Once you reach the line containing "500.0), Vec2::new(1280.0, 720.0));" in the entries below, write out that line and each one after it down to the line containing "let mut sim = Simulation::demo();", exactly and with nothing added.

-------- EXERCISE MATERIALS --------

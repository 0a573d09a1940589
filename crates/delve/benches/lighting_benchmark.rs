//! Benchmark for light propagation and the full simulation tick.
//!
//! Run with: cargo bench --package delve --bench lighting_benchmark

#![allow(missing_docs)]

use criterion::{black_box, criterion_group, criterion_main, Criterion, Throughput};
use delve::{Camera2D, InputState, LightMap, LightSource, Simulation};
use delve_core::Vec2;
use delve_procedural::TileWorld;
use rand::{Rng, SeedableRng};
use rand_chacha::ChaCha8Rng;

fn benchmark_visible_rebuild(c: &mut Criterion) {
    let mut world = TileWorld::new(32);
    let camera = Camera2D::new(Vec2::new(0.0, 500.0), Vec2::new(1280.0, 720.0));
    let mut map = LightMap::default();
    let mut rng = ChaCha8Rng::seed_from_u64(42);

    let mut group = c.benchmark_group("light_rebuild");
    for count in [1usize, 8, 64] {
        let lights: Vec<LightSource> = (0..count)
            .map(|_| {
                let pos = Vec2::new(rng.gen_range(-640.0..640.0), rng.gen_range(140.0..860.0));
                LightSource::new(pos, rng.gen_range(128..=255))
            })
            .collect();

        // Warm the chunk cache so the measurement is propagation only
        map.build_visible(&mut world, &camera, &lights);
        group.throughput(Throughput::Elements(map.cells().len() as u64));
        group.bench_function(format!("{count}_lights"), |b| {
            b.iter(|| black_box(map.build_visible(&mut world, &camera, &lights)));
        });
    }
    group.finish();
}

fn benchmark_demo_tick(c: &mut Criterion) {
    let mut sim = Simulation::demo();
    let input = InputState::new();

    c.bench_function("demo_tick", |b| {
        b.iter(|| black_box(sim.tick(&input, 1.0 / 60.0)));
    });
}

criterion_group!(benches, benchmark_visible_rebuild, benchmark_demo_tick);
criterion_main!(benches);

--------

SOLUTION:
    let camera = Camera2D::new(Vec2::new(0.0, 500.0), Vec2::new(1280.0, 720.0));
    let mut map = LightMap::default();
    let mut rng = ChaCha8Rng::seed_from_u64(42);

    let mut group = c.benchmark_group("light_rebuild");
    for count in [1usize, 8, 64] {
        let lights: Vec<LightSource> = (0..count)
            .map(|_| {
                let pos = Vec2::new(rng.gen_range(-640.0..640.0), rng.gen_range(140.0..860.0));
                LightSource::new(pos, rng.gen_range(128..=255))
            })
            .collect();

        // Warm the chunk cache so the measurement is propagation only
        map.build_visible(&mut world, &camera, &lights);
        group.throughput(Throughput::Elements(map.cells().len() as u64));
        group.bench_function(format!("{count}_lights"), |b| {
            b.iter(|| black_box(map.build_visible(&mut world, &camera, &lights)));
        });
    }
    group.finish();
}

fn benchmark_demo_tick(c: &mut Criterion) {
    let mut sim = Simulation::demo();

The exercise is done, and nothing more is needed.